▸ **Exercise details**
The lines below starting at the line containing "pub fn short_hex(&self, n: usize)" and ending at the line containing "impl fmt::Display for" are to be repeated exactly, with both ends kept and nothing else added.

(Data listing)

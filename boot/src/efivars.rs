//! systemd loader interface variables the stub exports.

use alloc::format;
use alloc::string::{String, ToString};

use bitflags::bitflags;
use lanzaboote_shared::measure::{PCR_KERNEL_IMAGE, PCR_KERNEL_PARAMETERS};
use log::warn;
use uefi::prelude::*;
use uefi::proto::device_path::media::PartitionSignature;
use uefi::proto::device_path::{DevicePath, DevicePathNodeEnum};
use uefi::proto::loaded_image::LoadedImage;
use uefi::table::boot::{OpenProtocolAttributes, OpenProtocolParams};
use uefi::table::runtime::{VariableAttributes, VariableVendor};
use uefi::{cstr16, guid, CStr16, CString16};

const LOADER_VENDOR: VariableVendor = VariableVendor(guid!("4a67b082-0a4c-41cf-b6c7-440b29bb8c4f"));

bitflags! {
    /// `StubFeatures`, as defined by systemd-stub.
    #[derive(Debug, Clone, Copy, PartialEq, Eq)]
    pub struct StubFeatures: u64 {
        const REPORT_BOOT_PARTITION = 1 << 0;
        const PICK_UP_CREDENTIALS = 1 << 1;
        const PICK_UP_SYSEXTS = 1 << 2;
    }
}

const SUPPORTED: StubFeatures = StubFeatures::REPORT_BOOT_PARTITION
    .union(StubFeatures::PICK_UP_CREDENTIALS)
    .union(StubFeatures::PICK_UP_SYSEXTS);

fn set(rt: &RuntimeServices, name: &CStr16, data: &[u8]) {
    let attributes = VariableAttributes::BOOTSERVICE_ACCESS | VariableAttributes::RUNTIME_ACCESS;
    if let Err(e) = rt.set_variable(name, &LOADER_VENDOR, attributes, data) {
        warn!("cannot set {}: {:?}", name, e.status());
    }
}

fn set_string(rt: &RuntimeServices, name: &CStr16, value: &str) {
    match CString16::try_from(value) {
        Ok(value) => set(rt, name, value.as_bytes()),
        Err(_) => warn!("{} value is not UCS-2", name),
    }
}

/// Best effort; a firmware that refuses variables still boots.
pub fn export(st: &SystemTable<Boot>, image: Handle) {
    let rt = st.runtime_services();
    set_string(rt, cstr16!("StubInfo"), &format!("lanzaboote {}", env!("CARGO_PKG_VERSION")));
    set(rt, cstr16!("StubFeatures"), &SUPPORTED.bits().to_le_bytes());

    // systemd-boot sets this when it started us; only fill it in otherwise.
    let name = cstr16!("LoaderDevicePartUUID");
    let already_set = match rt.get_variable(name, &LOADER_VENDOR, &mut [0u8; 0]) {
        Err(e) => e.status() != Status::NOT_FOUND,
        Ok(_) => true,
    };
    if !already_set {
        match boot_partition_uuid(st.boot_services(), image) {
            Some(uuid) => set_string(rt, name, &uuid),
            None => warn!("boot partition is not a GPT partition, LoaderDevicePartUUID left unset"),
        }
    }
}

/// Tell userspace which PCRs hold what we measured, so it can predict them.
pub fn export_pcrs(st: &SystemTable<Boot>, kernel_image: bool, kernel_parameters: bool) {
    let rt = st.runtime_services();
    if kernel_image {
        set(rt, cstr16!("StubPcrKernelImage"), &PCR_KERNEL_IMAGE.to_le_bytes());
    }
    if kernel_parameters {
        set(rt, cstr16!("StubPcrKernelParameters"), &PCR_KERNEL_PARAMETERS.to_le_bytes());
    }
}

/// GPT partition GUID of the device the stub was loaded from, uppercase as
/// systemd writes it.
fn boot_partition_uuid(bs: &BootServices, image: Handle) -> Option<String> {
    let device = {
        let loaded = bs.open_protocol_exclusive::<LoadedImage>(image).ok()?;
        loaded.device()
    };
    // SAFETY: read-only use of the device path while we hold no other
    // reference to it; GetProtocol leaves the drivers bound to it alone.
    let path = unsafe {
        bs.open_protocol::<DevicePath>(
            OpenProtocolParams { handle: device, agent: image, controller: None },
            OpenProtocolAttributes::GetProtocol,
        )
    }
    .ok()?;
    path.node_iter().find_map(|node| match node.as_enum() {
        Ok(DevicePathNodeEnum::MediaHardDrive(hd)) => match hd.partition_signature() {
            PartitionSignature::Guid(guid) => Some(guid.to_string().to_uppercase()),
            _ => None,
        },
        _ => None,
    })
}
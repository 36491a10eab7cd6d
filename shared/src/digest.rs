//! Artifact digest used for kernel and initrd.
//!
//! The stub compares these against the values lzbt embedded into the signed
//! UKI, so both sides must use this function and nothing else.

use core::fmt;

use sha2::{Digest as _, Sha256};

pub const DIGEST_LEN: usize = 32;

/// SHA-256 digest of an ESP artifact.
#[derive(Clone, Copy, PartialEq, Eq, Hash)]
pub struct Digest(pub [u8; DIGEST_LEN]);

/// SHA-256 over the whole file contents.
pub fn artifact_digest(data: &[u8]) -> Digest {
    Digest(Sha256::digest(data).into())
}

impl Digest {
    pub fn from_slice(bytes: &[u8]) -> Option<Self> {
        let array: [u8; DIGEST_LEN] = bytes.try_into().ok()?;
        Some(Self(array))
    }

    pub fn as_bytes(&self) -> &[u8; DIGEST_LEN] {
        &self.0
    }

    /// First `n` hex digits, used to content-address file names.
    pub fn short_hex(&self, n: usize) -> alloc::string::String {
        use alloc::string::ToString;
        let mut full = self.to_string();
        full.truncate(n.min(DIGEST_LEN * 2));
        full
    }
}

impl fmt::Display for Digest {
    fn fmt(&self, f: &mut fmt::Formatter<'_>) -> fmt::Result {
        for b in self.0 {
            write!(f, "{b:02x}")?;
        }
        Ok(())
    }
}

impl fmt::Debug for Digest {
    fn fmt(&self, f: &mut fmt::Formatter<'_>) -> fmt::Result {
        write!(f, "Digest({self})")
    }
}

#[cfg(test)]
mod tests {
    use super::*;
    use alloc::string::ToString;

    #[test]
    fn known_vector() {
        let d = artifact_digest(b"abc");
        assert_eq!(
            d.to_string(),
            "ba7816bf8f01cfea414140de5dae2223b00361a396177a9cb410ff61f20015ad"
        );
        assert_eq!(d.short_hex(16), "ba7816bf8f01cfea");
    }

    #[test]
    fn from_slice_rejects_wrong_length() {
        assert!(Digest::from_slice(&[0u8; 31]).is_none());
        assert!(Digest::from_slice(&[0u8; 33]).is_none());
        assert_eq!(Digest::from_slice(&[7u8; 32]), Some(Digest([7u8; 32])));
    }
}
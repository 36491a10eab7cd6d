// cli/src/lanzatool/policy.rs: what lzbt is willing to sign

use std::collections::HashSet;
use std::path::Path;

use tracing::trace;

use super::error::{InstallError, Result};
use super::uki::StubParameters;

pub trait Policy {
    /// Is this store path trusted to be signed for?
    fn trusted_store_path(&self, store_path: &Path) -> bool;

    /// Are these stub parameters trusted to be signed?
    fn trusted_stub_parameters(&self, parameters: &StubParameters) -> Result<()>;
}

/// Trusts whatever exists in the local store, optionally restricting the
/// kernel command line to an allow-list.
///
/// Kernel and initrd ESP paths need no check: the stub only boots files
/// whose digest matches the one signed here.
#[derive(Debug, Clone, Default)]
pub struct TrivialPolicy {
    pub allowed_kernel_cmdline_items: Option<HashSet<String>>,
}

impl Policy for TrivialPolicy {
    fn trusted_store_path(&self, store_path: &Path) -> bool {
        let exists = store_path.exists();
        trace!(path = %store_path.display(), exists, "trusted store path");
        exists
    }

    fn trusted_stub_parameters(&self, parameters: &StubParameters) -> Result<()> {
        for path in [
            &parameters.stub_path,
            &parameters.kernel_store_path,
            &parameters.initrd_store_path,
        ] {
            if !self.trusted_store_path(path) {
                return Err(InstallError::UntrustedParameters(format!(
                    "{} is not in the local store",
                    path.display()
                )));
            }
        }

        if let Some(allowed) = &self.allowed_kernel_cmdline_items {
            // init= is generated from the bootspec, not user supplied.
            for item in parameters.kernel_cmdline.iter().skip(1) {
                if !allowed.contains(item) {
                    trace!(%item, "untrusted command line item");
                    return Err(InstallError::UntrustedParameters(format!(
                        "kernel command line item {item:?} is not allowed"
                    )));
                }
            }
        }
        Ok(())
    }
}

(End Data listing)

▸ **Result below**
    pub fn short_hex(&self, n: usize) -> alloc::string::String {
        use alloc::string::ToString;
        let mut full = self.to_string();
        full.truncate(n.min(DIGEST_LEN * 2));
        full
    }
}

impl fmt::Display for Digest {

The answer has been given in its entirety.